» **Try it**
Hand back the entries below exactly.

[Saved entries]
= Beginning of Section =

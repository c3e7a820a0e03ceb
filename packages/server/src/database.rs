use std::time::Duration;

use sea_orm::sea_query::{Index, IndexCreateStatement, PostgresQueryBuilder};
use sea_orm::{ConnectOptions, ConnectionTrait, Database, DatabaseConnection, DbErr};
use tracing::{info, warn};

use crate::entity::{category, product, product_image, product_item, store, variant, variant_option};

pub async fn init_db(db_url: &str) -> Result<DatabaseConnection, DbErr> {
    let mut opt = ConnectOptions::new(db_url.to_owned());

    // Set connection pool options
    opt.max_connections(100)
        .min_connections(5)
        .connect_timeout(Duration::from_secs(8))
        .acquire_timeout(Duration::from_secs(8))
        .idle_timeout(Duration::from_secs(8))
        .max_lifetime(Duration::from_secs(8))
        .sqlx_logging(true);

    let db = Database::connect(opt).await?;
    db.get_schema_registry("catalog_server::entity::*")
        .sync(&db)
        .await?;

    Ok(db)
}

/// Self-referencing foreign key for the category hierarchy. Schema sync only
/// handles relations declared on the entity, so it is added here.
const CATEGORY_PARENT_FK_SQL: &str = r#"
DO $$
BEGIN
    IF NOT EXISTS (
        SELECT 1 FROM pg_constraint WHERE conname = 'fk_category_parent_category'
    ) THEN
        ALTER TABLE category
            ADD CONSTRAINT fk_category_parent_category
            FOREIGN KEY (parent_category_id) REFERENCES category (id);
    END IF;
END
$$;
"#;

/// One live option per value under a variant. Soft-deleted rows do not count.
const VARIANT_OPTION_VALUE_UNIQUE_SQL: &str = r#"
CREATE UNIQUE INDEX IF NOT EXISTS uq_variant_option_live_value
    ON variant_option (variant_id, value)
    WHERE deleted_at IS NULL
"#;

async fn create_lookup_index(db: &DatabaseConnection, name: &str, stmt: &mut IndexCreateStatement) {
    let sql = stmt.if_not_exists().name(name).to_string(PostgresQueryBuilder);
    match db.execute_unprepared(&sql).await {
        Ok(_) => info!("Ensured index {} exists", name),
        Err(e) => warn!("Failed to create index {}: {}", name, e),
    }
}

/// Create indexes and constraints the entity registry cannot express.
///
/// Lookup indexes are best effort. The parent foreign key and the option
/// uniqueness index back catalog invariants, so failing to create them is
/// an error.
pub async fn ensure_indexes(db: &DatabaseConnection) -> Result<(), DbErr> {
    create_lookup_index(
        db,
        "idx_store_admin_live",
        Index::create()
            .table(store::Entity)
            .col(store::Column::AdminId)
            .col(store::Column::DeletedAt),
    )
    .await;
    create_lookup_index(
        db,
        "idx_category_store_parent",
        Index::create()
            .table(category::Entity)
            .col(category::Column::StoreId)
            .col(category::Column::ParentCategoryId),
    )
    .await;
    create_lookup_index(
        db,
        "idx_product_store_category",
        Index::create()
            .table(product::Entity)
            .col(product::Column::StoreId)
            .col(product::Column::CategoryId),
    )
    .await;
    create_lookup_index(
        db,
        "idx_product_item_product",
        Index::create()
            .table(product_item::Entity)
            .col(product_item::Column::ProductId)
            .col(product_item::Column::DeletedAt),
    )
    .await;
    create_lookup_index(
        db,
        "idx_product_image_product",
        Index::create()
            .table(product_image::Entity)
            .col(product_image::Column::ProductId)
            .col(product_image::Column::DeletedAt),
    )
    .await;
    create_lookup_index(
        db,
        "idx_variant_category_weight",
        Index::create()
            .table(variant::Entity)
            .col(variant::Column::CategoryId)
            .col(variant::Column::Weight),
    )
    .await;

    db.execute_unprepared(CATEGORY_PARENT_FK_SQL).await?;
    info!("Ensured constraint fk_category_parent_category exists");

    db.execute_unprepared(VARIANT_OPTION_VALUE_UNIQUE_SQL).await?;
    info!("Ensured index uq_variant_option_live_value exists");

    Ok(())
}
use std::sync::Arc;

use sea_orm::DatabaseConnection;

use crate::config::AppConfig;

#[derive(Clone)]
pub struct AppState {
    pub db: DatabaseConnection,
    pub config: Arc<AppConfig>,
}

= End of Section =

» **Exercise result**
repository c3e7a820a0e03ceb
filename packages/server/src/database.rs
use std::time::Duration;

use sea_orm::sea_query::{Index, IndexCreateStatement, PostgresQueryBuilder};
use sea_orm::{ConnectOptions, ConnectionTrait, Database, DatabaseConnection, DbErr};
use tracing::{info, warn};

use crate::entity::{category, product, product_image, product_item, store, variant, variant_option};

pub async fn init_db(db_url: &str) -> Result<DatabaseConnection, DbErr> {
    let mut opt = ConnectOptions::new(db_url.to_owned());

    // Set connection pool options
    opt.max_connections(100)
        .min_connections(5)
        .connect_timeout(Duration::from_secs(8))
        .acquire_timeout(Duration::from_secs(8))
        .idle_timeout(Duration::from_secs(8))
        .max_lifetime(Duration::from_secs(8))
        .sqlx_logging(true);

    let db = Database::connect(opt).await?;
    db.get_schema_registry("catalog_server::entity::*")
        .sync(&db)
        .await?;

    Ok(db)
}

/// Self-referencing foreign key for the category hierarchy. Schema sync only
/// handles relations declared on the entity, so it is added here.
const CATEGORY_PARENT_FK_SQL: &str = r#"
DO $$
BEGIN
    IF NOT EXISTS (
        SELECT 1 FROM pg_constraint WHERE conname = 'fk_category_parent_category'
    ) THEN
        ALTER TABLE category
            ADD CONSTRAINT fk_category_parent_category
            FOREIGN KEY (parent_category_id) REFERENCES category (id);
    END IF;
END
$$;
"#;

/// One live option per value under a variant. Soft-deleted rows do not count.
const VARIANT_OPTION_VALUE_UNIQUE_SQL: &str = r#"
CREATE UNIQUE INDEX IF NOT EXISTS uq_variant_option_live_value
    ON variant_option (variant_id, value)
    WHERE deleted_at IS NULL
"#;

async fn create_lookup_index(db: &DatabaseConnection, name: &str, stmt: &mut IndexCreateStatement) {
    let sql = stmt.if_not_exists().name(name).to_string(PostgresQueryBuilder);
    match db.execute_unprepared(&sql).await {
        Ok(_) => info!("Ensured index {} exists", name),
        Err(e) => warn!("Failed to create index {}: {}", name, e),
    }
}

/// Create indexes and constraints the entity registry cannot express.
///
/// Lookup indexes are best effort. The parent foreign key and the option
/// uniqueness index back catalog invariants, so failing to create them is
/// an error.
pub async fn ensure_indexes(db: &DatabaseConnection) -> Result<(), DbErr> {
    create_lookup_index(
        db,
        "idx_store_admin_live",
        Index::create()
            .table(store::Entity)
            .col(store::Column::AdminId)
            .col(store::Column::DeletedAt),
    )
    .await;
    create_lookup_index(
        db,
        "idx_category_store_parent",
        Index::create()
            .table(category::Entity)
            .col(category::Column::StoreId)
            .col(category::Column::ParentCategoryId),
    )
    .await;
    create_lookup_index(
        db,
        "idx_product_store_category",
        Index::create()
            .table(product::Entity)
            .col(product::Column::StoreId)
            .col(product::Column::CategoryId),
    )
    .await;
    create_lookup_index(
        db,
        "idx_product_item_product",
        Index::create()
            .table(product_item::Entity)
            .col(product_item::Column::ProductId)
            .col(product_item::Column::DeletedAt),
    )
    .await;
    create_lookup_index(
        db,
        "idx_product_image_product",
        Index::create()
            .table(product_image::Entity)
            .col(product_image::Column::ProductId)
            .col(product_image::Column::DeletedAt),
    )
    .await;
    create_lookup_index(
        db,
        "idx_variant_category_weight",
        Index::create()
            .table(variant::Entity)
            .col(variant::Column::CategoryId)
            .col(variant::Column::Weight),
    )
    .await;

    db.execute_unprepared(CATEGORY_PARENT_FK_SQL).await?;
    info!("Ensured constraint fk_category_parent_category exists");

    db.execute_unprepared(VARIANT_OPTION_VALUE_UNIQUE_SQL).await?;
    info!("Ensured index uq_variant_option_live_value exists");

    Ok(())
}
use std::sync::Arc;

use sea_orm::DatabaseConnection;

use crate::config::AppConfig;

#[derive(Clone)]
pub struct AppState {
    pub db: DatabaseConnection,
    pub config: Arc<AppConfig>,
}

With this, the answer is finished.